Using the material that follows, identify and copy each line with the string "socket".

### [INPUT MATERIAL]
☆ ☆ ☆ ☆

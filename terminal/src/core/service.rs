//! # Service Traits
//!
//! The seam between the chart terminal and the brokerage's socket client.
//!
//! The vendor client is synchronous and callback driven: requests go out
//! through plain method calls, and everything that comes back is delivered by
//! re-entering a handler table while [`VendorClient::process_messages`] runs.
//! [`VendorClient`] is the outbound half, [`VendorCallbacks`] the inbound half.
//! Production code plugs in an adapter over the broker library; tests and the
//! headless binary use [`crate::services::paper::PaperClient`].

use shared::RequestId;
use std::time::Duration;

/// Contract description passed to and received from the broker.
#[derive(Debug, Clone, PartialEq, Eq, Default)]
pub struct VendorContract {
    pub symbol: String,
    /// Security type ("STK", "OPT", "FUT", ...)
    pub sec_type: String,
    pub currency: String,
    pub exchange: String,
    /// Broker contract id; `0` when unknown
    pub con_id: i64,
}

impl VendorContract {
    /// US stock routed through the broker's smart router
    pub fn stock(symbol: &str) -> Self {
        Self {
            symbol: symbol.to_string(),
            sec_type: "STK".to_string(),
            currency: "USD".to_string(),
            exchange: "SMART".to_string(),
            con_id: 0,
        }
    }
}

/// Market scanner subscription parameters.
#[derive(Debug, Clone, PartialEq)]
pub struct ScannerSubscription {
    pub instrument: String,
    pub location_code: String,
    pub scan_code: String,
    /// Filter tags, e.g. `("priceAbove", "5")`
    pub filters: Vec<(String, String)>,
}

/// Historical bar request parameters.
#[derive(Debug, Clone, PartialEq)]
pub struct HistoricalQuery {
    pub contract: VendorContract,
    /// Empty string means "now"
    pub end_date_time: String,
    pub duration: String,
    pub bar_size: String,
    pub what_to_show: String,
    pub use_rth: bool,
}

/// A bar as the broker delivers it. Volume is a decimal display string.
#[derive(Debug, Clone, PartialEq)]
pub struct VendorBar {
    pub time: String,
    pub open: f64,
    pub high: f64,
    pub low: f64,
    pub close: f64,
    pub volume: String,
}

/// Broker tick type code.
///
/// Only the codes the terminal reacts to are named; everything else passes
/// through untouched and is ignored by the aggregator.
#[derive(Debug, Clone, Copy, PartialEq, Eq, Hash)]
pub struct TickType(pub i32);

impl TickType {
    pub const BID_SIZE: TickType = TickType(0);
    pub const BID: TickType = TickType(1);
    pub const ASK: TickType = TickType(2);
    pub const ASK_SIZE: TickType = TickType(3);
    pub const LAST: TickType = TickType(4);
    pub const HIGH: TickType = TickType(6);
    pub const LOW: TickType = TickType(7);
    pub const VOLUME: TickType = TickType(8);
    pub const CLOSE: TickType = TickType(9);
    pub const DELAYED_BID: TickType = TickType(66);
    pub const DELAYED_ASK: TickType = TickType(67);
    pub const DELAYED_LAST: TickType = TickType(68);
    pub const DELAYED_BID_SIZE: TickType = TickType(69);
    pub const DELAYED_ASK_SIZE: TickType = TickType(70);
    pub const DELAYED_HIGH: TickType = TickType(72);
    pub const DELAYED_LOW: TickType = TickType(73);
    pub const DELAYED_VOLUME: TickType = TickType(74);
    pub const DELAYED_CLOSE: TickType = TickType(75);

    /// Map a price tick onto a quote field (delayed folded onto real-time)
    pub fn price_field(self) -> Option<shared::QuoteField> {
        use shared::QuoteField;
        match self {
            TickType::LAST | TickType::DELAYED_LAST => Some(QuoteField::Last),
            TickType::CLOSE | TickType::DELAYED_CLOSE => Some(QuoteField::Close),
            TickType::BID | TickType::DELAYED_BID => Some(QuoteField::Bid),
            TickType::ASK | TickType::DELAYED_ASK => Some(QuoteField::Ask),
            TickType::HIGH | TickType::DELAYED_HIGH => Some(QuoteField::High),
            TickType::LOW | TickType::DELAYED_LOW => Some(QuoteField::Low),
            _ => None,
        }
    }

    /// Map a size tick onto a quote field
    pub fn size_field(self) -> Option<shared::QuoteField> {
        use shared::QuoteField;
        match self {
            TickType::VOLUME | TickType::DELAYED_VOLUME => Some(QuoteField::Volume),
            TickType::BID_SIZE | TickType::DELAYED_BID_SIZE => Some(QuoteField::BidSize),
            TickType::ASK_SIZE | TickType::DELAYED_ASK_SIZE => Some(QuoteField::AskSize),
            _ => None,
        }
    }
}

/// Outbound half of the broker client.
///
/// All methods are called from the network driver thread only. Request
/// methods are fire-and-forget; their outcome arrives later through
/// [`VendorCallbacks`] during [`VendorClient::process_messages`].
pub trait VendorClient: Send {
    /// Open the socket and perform the handshake. `false` means not connected.
    fn connect(&mut self, host: &str, port: u16, client_id: i32) -> bool;

    /// Connection state as tracked by the client library
    fn is_connected(&self) -> bool;

    /// Close the socket
    fn disconnect(&mut self);

    /// Start the library's own background reader
    fn start_reader(&mut self);

    /// Block until inbound messages are ready or `timeout` elapses
    fn wait_for_signal(&self, timeout: Duration);

    /// Decode ready messages, re-entering `handler` once per message
    fn process_messages(&mut self, handler: &mut dyn VendorCallbacks);

    fn request_scanner_subscription(&mut self, request_id: RequestId, subscription: &ScannerSubscription);
    fn cancel_scanner_subscription(&mut self, request_id: RequestId);
    fn request_scanner_parameters(&mut self);

    fn request_historical_data(&mut self, request_id: RequestId, query: &HistoricalQuery);
    fn cancel_historical_data(&mut self, request_id: RequestId);

    /// Subscribe (or unsubscribe) to value and portfolio updates for one account
    fn request_account_updates(&mut self, subscribe: bool, account_code: &str);
    /// Request positions across all accounts
    fn request_positions(&mut self);

    fn request_market_data(&mut self, request_id: RequestId, contract: &VendorContract);
    fn cancel_market_data(&mut self, request_id: RequestId);
}

/// Inbound half: the callback table the broker client re-enters.
///
/// Invoked synchronously on the network driver thread, one message at a
/// time, in delivery order.
#[allow(clippy::too_many_arguments)]
pub trait VendorCallbacks {
    fn connect_ack(&mut self);

    fn tick_price(&mut self, ticker_id: RequestId, field: TickType, price: f64);
    /// `size` is a decimal display string
    fn tick_size(&mut self, ticker_id: RequestId, field: TickType, size: &str);

    /// One bar of a historical request
    fn historical_data(&mut self, request_id: RequestId, bar: &VendorBar);
    /// End marker for a historical request
    fn historical_data_end(&mut self, request_id: RequestId, start: &str, end: &str);

    fn scanner_parameters(&mut self, xml: &str);
    /// One ranked row of a scanner request
    fn scanner_data(&mut self, request_id: RequestId, rank: i32, contract: &VendorContract);
    /// End marker for a scanner request
    fn scanner_data_end(&mut self, request_id: RequestId);

    fn update_account_value(&mut self, key: &str, value: &str, currency: &str, account_name: &str);
    /// `position` is a decimal display string
    fn update_portfolio(
        &mut self,
        contract: &VendorContract,
        position: &str,
        market_price: f64,
        market_value: f64,
        average_cost: f64,
        unrealized_pnl: f64,
        realized_pnl: f64,
        account_name: &str,
    );
    /// `position` is a decimal display string
    fn position(&mut self, account: &str, contract: &VendorContract, position: &str, average_cost: f64);
}

#[cfg(test)]
mod tests {
    use super::*;
    use shared::QuoteField;

    #[test]
    fn test_delayed_ticks_fold_onto_realtime() {
        assert_eq!(TickType::DELAYED_LAST.price_field(), Some(QuoteField::Last));
        assert_eq!(TickType::LAST.price_field(), Some(QuoteField::Last));
        assert_eq!(TickType::DELAYED_VOLUME.size_field(), Some(QuoteField::Volume));
    }

    #[test]
    fn test_unknown_ticks_ignored() {
        assert_eq!(TickType(45).price_field(), None);
        assert_eq!(TickType::BID.size_field(), None);
        assert_eq!(TickType::VOLUME.price_field(), None);
    }

    #[test]
    fn test_stock_contract_defaults() {
        let c = VendorContract::stock("AAPL");
        assert_eq!(c.sec_type, "STK");
        assert_eq!(c.currency, "USD");
        assert_eq!(c.exchange, "SMART");
    }
}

☆ ☆ ☆ ☆

### [ANSWER BELOW]
//! The seam between the chart terminal and the brokerage's socket client.
    /// Open the socket and perform the handshake. `false` means not connected.
    /// Close the socket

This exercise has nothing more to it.